- [What you will do]:
Where does the string "review" occur in the entries below? Copy every line where it does.

Stored items

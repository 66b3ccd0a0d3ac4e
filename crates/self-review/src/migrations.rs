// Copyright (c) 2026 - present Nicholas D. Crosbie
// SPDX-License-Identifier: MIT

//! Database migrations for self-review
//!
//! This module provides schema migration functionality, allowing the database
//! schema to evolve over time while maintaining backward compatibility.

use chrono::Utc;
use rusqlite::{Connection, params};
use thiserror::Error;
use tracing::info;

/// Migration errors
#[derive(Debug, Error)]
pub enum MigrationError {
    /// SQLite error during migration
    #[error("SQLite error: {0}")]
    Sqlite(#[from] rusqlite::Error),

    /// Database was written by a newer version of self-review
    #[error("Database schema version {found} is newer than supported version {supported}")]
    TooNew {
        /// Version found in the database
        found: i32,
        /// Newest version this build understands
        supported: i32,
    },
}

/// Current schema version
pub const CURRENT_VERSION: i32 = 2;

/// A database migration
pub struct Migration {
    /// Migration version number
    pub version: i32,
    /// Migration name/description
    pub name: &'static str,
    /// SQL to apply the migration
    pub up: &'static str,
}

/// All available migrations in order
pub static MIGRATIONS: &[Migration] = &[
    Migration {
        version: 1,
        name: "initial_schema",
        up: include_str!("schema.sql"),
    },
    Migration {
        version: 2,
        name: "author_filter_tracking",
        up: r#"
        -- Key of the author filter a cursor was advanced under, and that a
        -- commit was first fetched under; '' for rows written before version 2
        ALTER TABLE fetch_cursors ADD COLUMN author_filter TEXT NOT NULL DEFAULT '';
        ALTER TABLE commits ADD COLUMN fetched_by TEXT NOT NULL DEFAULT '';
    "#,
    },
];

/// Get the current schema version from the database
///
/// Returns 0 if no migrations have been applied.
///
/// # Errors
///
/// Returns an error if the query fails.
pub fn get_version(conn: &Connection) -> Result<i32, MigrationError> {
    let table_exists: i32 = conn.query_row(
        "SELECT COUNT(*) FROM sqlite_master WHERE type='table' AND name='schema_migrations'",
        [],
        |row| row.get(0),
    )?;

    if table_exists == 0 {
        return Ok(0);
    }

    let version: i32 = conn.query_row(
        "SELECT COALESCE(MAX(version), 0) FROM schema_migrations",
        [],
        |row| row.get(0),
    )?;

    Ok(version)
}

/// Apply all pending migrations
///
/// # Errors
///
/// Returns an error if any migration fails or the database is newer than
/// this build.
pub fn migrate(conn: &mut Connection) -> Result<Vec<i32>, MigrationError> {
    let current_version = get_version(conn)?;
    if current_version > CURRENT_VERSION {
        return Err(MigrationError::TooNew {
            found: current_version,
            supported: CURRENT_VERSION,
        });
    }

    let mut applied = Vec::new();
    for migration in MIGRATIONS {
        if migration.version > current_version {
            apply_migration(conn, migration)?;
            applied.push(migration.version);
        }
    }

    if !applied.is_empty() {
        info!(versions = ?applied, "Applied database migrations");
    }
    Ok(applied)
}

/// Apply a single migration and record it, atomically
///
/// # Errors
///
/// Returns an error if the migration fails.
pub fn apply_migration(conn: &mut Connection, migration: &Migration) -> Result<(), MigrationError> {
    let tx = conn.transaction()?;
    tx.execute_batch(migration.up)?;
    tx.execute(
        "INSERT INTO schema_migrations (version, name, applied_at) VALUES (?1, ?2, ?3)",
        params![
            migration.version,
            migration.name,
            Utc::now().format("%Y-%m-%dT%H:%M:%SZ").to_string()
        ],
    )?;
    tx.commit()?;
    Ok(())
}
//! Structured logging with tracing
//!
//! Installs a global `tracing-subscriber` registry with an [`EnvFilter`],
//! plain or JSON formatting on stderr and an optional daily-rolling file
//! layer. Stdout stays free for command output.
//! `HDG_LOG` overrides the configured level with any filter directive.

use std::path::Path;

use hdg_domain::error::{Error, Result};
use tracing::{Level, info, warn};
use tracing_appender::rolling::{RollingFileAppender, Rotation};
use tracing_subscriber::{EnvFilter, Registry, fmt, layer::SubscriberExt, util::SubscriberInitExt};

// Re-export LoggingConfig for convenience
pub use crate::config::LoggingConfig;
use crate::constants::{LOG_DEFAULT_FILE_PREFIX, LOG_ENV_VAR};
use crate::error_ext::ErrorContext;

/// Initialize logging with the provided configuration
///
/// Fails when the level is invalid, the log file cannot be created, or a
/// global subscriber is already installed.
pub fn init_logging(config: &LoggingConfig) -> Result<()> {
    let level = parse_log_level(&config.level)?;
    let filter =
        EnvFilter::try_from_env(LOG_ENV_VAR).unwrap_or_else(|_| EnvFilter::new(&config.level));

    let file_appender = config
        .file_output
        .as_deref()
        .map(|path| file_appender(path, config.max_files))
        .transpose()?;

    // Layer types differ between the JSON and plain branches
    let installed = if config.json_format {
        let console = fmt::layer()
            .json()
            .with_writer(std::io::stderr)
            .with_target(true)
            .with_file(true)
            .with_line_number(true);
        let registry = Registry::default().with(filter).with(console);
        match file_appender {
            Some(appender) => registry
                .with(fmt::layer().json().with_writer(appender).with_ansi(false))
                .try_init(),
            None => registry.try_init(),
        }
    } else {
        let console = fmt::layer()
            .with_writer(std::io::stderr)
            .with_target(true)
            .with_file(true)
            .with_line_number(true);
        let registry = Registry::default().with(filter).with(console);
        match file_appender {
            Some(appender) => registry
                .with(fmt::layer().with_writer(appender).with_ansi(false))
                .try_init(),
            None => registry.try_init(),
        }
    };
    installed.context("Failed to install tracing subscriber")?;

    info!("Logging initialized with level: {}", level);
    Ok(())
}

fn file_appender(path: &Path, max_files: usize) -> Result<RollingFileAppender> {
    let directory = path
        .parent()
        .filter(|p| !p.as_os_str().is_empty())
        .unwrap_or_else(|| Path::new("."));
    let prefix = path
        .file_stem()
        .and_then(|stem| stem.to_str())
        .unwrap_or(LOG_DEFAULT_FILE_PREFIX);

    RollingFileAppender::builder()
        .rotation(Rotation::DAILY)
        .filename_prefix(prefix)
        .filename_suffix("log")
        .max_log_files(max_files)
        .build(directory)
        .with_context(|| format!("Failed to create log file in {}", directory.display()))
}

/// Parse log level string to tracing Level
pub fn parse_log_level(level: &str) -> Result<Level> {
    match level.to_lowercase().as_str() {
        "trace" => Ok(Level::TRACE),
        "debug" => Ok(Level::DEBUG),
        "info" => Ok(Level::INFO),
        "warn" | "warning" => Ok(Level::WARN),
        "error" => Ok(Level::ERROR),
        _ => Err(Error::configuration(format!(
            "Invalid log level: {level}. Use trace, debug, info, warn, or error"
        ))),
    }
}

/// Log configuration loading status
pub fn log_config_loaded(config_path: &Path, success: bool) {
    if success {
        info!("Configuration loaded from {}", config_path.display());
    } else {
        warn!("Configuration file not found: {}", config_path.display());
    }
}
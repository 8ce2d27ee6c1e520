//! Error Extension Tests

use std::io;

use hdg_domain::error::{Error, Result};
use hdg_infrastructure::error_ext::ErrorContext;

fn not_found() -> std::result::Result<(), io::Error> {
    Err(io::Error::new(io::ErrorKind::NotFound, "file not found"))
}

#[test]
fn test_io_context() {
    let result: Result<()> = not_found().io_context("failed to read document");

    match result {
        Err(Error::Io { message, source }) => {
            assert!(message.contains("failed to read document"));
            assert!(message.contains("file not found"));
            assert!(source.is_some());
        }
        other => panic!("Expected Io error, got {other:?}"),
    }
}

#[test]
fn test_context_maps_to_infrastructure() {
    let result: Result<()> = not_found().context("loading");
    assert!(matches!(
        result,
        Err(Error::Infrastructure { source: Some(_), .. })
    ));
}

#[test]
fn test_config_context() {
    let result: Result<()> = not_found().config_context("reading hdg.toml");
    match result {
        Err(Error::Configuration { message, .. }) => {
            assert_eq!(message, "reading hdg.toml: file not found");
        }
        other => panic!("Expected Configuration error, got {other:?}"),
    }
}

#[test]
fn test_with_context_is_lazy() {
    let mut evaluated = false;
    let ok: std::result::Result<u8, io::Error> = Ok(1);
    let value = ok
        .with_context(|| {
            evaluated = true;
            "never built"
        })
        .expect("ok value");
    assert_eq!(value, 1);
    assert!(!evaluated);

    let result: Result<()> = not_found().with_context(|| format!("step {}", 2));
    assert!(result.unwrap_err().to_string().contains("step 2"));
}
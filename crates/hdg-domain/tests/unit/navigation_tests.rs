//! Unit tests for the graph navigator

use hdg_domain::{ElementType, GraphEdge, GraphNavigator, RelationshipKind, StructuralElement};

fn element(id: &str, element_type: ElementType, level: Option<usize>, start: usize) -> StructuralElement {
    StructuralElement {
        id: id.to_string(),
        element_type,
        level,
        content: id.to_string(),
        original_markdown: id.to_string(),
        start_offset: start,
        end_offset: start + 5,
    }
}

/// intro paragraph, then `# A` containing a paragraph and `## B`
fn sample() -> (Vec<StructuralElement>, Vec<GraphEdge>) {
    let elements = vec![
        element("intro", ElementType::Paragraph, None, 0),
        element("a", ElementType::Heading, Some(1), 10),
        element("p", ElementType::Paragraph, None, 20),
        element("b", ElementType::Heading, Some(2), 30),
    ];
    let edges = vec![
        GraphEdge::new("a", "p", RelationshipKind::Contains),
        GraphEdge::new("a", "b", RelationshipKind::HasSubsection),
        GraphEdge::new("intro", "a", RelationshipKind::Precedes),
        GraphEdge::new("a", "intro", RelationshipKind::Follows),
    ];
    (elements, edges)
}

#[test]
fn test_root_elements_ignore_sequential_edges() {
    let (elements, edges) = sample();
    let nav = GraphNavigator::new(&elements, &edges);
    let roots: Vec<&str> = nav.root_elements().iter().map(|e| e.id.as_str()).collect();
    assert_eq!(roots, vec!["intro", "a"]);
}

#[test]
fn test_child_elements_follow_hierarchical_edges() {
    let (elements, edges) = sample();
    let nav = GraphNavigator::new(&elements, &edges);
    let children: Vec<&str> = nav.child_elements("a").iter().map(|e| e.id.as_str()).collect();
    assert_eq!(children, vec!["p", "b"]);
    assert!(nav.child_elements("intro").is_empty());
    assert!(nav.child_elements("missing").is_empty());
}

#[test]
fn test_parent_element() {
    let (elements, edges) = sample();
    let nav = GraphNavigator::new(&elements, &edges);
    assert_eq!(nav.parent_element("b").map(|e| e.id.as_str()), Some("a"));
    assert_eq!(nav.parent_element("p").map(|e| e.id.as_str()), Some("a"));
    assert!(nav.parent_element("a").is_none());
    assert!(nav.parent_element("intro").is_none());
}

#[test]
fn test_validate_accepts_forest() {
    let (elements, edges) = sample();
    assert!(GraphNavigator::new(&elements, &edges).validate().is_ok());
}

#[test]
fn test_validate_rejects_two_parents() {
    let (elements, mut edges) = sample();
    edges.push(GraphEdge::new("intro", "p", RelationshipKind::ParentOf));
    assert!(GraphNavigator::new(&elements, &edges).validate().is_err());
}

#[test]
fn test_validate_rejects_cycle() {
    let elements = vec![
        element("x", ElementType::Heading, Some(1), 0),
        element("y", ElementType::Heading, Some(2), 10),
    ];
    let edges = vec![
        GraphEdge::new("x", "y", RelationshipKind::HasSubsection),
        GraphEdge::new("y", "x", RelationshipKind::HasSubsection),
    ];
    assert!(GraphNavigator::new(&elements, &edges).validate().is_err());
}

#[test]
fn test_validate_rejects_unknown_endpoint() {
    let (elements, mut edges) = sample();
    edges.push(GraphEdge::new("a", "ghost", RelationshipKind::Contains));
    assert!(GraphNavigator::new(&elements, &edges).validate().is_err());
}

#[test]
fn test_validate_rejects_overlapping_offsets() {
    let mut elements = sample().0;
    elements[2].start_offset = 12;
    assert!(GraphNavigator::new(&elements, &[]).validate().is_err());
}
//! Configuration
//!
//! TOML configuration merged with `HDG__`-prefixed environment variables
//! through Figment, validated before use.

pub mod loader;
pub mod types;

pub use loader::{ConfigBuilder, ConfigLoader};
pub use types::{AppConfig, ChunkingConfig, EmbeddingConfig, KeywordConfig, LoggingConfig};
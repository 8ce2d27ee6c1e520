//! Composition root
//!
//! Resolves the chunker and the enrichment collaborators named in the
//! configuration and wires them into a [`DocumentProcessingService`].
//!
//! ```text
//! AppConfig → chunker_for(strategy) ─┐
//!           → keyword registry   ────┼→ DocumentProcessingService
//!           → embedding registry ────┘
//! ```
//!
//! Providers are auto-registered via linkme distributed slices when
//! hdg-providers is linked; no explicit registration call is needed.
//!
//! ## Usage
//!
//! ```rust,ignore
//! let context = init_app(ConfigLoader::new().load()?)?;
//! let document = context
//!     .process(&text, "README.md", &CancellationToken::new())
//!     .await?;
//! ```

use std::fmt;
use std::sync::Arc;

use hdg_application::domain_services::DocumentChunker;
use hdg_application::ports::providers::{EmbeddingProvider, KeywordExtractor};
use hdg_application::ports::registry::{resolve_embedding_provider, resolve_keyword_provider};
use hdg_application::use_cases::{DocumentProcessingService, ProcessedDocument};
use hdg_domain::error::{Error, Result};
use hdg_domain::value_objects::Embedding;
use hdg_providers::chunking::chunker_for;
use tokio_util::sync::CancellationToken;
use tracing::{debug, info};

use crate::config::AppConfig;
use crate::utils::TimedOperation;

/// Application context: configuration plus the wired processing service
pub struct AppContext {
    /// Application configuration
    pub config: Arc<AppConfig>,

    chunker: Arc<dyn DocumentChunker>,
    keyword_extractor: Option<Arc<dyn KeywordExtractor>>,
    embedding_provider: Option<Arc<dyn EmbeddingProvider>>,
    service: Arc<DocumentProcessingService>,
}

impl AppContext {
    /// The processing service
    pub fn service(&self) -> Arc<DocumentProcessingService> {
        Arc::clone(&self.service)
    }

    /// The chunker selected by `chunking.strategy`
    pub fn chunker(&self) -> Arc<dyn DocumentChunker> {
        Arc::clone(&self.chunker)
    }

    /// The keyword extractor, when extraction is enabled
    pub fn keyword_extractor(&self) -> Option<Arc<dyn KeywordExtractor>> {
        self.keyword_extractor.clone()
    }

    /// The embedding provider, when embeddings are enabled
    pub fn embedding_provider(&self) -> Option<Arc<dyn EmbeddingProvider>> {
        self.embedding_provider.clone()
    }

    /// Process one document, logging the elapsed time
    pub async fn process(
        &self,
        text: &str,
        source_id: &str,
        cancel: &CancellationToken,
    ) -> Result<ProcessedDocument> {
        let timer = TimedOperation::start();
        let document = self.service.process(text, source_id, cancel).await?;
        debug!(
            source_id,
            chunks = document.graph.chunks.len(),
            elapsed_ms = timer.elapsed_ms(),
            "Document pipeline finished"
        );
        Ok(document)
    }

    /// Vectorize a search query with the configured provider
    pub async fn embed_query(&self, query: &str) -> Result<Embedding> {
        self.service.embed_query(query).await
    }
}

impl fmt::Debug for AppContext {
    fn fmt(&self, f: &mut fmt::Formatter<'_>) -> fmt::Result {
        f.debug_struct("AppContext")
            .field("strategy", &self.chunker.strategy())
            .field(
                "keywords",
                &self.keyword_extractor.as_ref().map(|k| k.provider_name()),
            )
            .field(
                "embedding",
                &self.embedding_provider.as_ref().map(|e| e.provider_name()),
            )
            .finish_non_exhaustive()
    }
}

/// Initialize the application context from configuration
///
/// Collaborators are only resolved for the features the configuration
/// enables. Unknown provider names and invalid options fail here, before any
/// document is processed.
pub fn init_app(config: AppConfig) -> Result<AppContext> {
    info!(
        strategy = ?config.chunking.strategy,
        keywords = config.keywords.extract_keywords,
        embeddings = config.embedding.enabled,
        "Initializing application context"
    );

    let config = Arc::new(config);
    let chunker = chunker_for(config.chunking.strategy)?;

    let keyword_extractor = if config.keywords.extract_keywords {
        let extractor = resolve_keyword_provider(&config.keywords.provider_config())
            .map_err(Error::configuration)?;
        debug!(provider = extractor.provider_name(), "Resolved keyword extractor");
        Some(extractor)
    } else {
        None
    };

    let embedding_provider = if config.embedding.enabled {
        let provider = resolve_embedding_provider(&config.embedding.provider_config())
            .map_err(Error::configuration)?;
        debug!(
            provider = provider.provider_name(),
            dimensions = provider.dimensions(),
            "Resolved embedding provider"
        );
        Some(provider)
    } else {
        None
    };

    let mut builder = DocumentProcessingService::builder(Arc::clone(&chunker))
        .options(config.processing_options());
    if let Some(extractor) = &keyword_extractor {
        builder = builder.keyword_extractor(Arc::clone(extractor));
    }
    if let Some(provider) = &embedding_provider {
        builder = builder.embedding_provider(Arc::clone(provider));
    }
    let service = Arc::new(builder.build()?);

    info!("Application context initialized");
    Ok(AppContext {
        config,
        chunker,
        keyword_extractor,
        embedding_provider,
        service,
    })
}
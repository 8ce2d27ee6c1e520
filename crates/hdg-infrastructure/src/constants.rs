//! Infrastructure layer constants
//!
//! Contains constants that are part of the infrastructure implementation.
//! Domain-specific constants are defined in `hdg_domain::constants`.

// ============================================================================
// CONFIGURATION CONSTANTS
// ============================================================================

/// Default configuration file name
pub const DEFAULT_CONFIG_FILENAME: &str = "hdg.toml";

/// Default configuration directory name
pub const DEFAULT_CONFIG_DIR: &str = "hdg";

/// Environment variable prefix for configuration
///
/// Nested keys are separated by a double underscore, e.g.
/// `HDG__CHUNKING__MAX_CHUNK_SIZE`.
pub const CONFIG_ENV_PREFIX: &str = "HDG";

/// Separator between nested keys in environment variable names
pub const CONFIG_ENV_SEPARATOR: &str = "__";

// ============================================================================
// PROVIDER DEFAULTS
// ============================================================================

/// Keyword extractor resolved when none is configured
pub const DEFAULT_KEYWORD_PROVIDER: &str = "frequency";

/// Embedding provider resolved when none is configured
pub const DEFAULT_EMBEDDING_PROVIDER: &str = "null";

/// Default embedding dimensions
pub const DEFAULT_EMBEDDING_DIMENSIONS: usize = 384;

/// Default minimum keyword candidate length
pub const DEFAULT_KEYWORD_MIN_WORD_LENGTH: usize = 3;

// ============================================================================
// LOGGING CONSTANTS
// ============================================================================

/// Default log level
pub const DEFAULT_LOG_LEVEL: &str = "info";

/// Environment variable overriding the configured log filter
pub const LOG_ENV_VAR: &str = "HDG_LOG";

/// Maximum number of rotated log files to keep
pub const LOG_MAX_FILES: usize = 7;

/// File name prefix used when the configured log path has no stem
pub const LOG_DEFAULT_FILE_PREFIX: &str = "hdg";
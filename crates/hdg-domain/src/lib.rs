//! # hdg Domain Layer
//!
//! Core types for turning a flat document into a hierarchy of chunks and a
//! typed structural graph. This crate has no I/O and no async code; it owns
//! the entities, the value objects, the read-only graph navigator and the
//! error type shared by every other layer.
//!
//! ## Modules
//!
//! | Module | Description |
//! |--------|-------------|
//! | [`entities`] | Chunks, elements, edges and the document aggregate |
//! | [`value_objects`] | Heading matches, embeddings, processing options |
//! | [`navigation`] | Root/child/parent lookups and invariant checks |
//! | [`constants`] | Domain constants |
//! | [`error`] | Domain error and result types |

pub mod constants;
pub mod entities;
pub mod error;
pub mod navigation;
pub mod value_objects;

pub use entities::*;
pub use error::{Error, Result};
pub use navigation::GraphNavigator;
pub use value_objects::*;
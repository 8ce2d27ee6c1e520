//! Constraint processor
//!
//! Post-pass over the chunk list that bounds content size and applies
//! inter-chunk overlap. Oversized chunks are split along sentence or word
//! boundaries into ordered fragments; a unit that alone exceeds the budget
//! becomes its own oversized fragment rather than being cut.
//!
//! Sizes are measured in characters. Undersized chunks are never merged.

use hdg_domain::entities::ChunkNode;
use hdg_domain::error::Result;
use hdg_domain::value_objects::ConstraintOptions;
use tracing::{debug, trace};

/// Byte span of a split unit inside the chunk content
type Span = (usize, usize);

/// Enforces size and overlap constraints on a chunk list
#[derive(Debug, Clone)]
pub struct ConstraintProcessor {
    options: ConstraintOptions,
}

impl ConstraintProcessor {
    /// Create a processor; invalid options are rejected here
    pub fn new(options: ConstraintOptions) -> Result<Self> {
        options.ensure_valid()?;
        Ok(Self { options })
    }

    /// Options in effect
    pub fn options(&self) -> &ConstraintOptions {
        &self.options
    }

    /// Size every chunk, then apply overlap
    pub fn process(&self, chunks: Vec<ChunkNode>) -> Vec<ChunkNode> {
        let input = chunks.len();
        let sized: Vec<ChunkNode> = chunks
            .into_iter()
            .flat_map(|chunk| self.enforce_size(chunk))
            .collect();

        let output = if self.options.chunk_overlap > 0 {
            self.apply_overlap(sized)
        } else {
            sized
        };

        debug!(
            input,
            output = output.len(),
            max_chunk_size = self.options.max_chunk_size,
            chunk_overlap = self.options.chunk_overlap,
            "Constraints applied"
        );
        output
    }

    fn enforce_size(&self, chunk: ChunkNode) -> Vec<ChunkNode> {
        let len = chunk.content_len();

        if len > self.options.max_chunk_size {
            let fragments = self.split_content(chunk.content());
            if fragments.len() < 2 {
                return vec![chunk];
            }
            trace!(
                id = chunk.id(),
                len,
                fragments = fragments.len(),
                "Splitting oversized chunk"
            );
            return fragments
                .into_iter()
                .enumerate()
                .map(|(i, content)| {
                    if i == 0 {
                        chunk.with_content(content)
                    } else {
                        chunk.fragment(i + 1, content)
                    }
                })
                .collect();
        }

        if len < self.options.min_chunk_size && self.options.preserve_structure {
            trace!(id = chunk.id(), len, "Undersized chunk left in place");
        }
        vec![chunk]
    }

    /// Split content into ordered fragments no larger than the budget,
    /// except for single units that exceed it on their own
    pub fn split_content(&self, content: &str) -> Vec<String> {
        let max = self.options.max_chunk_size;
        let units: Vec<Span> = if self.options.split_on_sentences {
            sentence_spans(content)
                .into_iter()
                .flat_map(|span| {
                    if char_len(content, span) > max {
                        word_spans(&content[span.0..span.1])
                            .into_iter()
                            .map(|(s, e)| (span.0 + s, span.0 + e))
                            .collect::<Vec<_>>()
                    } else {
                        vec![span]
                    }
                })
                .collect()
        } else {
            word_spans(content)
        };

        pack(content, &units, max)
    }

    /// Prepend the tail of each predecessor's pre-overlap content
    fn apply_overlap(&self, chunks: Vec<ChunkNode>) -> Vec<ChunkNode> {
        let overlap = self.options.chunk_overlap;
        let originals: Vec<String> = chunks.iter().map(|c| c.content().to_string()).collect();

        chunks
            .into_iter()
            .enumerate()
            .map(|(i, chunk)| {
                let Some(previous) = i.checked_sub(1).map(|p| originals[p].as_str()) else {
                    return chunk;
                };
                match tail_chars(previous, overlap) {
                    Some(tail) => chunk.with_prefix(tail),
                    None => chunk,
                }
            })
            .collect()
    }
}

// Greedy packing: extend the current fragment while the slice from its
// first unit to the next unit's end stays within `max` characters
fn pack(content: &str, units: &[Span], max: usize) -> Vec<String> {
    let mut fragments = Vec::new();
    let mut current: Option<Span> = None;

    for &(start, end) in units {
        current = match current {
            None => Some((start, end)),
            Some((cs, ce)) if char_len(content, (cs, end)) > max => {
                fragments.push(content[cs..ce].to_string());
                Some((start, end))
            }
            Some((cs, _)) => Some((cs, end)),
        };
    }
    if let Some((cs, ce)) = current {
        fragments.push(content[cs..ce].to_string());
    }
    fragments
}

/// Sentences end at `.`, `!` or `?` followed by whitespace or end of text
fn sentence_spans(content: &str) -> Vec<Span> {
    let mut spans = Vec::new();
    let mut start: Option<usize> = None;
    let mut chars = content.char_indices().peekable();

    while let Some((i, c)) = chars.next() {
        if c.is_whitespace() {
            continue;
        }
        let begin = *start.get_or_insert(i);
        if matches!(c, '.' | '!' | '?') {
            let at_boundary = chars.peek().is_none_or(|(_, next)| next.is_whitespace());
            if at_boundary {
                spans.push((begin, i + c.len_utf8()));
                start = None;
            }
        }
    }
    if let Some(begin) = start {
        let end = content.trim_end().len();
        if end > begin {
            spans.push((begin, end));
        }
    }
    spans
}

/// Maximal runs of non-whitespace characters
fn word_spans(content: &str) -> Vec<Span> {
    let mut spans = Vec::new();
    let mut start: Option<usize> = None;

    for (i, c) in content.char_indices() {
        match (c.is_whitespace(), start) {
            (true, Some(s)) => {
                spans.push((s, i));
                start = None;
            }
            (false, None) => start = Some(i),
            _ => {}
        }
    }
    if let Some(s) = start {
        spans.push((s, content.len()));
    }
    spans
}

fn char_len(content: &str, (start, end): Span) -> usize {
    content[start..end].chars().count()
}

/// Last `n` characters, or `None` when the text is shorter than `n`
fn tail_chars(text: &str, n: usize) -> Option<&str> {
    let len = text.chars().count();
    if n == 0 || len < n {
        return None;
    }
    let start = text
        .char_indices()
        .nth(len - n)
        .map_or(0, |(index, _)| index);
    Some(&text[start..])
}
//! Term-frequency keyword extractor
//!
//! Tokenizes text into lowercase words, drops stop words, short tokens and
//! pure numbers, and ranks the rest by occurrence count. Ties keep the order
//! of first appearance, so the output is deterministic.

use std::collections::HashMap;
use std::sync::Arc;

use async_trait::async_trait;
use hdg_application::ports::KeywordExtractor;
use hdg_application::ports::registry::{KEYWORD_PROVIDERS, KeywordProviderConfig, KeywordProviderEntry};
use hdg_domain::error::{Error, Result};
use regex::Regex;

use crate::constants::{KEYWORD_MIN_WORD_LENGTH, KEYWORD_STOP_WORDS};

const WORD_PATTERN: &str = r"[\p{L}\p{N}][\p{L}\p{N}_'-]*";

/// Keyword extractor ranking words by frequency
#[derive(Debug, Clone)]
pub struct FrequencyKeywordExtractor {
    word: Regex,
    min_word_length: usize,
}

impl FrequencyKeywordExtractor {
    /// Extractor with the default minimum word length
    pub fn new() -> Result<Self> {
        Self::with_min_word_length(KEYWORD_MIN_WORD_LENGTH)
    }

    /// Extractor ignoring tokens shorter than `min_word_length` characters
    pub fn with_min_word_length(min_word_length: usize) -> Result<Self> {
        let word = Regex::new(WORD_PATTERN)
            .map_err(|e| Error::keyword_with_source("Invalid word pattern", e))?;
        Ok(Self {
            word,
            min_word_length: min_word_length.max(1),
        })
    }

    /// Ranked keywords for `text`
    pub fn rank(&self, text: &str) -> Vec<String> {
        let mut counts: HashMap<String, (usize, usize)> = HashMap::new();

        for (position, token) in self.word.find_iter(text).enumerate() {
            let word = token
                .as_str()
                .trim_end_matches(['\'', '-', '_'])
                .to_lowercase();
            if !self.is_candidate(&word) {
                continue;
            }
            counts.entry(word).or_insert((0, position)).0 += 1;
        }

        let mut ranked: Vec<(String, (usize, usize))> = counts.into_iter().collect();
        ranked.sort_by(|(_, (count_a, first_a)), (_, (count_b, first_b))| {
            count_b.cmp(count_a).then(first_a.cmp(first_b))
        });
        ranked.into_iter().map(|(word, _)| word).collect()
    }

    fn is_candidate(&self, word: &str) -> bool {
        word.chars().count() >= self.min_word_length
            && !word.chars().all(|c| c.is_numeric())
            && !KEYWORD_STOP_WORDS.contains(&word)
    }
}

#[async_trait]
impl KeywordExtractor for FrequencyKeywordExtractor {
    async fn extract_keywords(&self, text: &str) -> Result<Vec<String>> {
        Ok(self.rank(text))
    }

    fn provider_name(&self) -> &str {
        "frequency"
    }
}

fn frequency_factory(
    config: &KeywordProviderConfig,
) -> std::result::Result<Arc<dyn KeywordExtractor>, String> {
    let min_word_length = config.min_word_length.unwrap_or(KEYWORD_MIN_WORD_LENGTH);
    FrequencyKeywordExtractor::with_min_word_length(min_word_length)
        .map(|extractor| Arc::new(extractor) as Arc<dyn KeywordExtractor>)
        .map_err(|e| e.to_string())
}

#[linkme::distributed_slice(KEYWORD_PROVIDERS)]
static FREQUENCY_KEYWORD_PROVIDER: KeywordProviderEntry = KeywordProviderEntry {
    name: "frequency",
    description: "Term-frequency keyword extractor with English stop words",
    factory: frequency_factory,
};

- [Reply]:
filename crates/self-review/src/migrations.rs
//! Database migrations for self-review
    /// Database was written by a newer version of self-review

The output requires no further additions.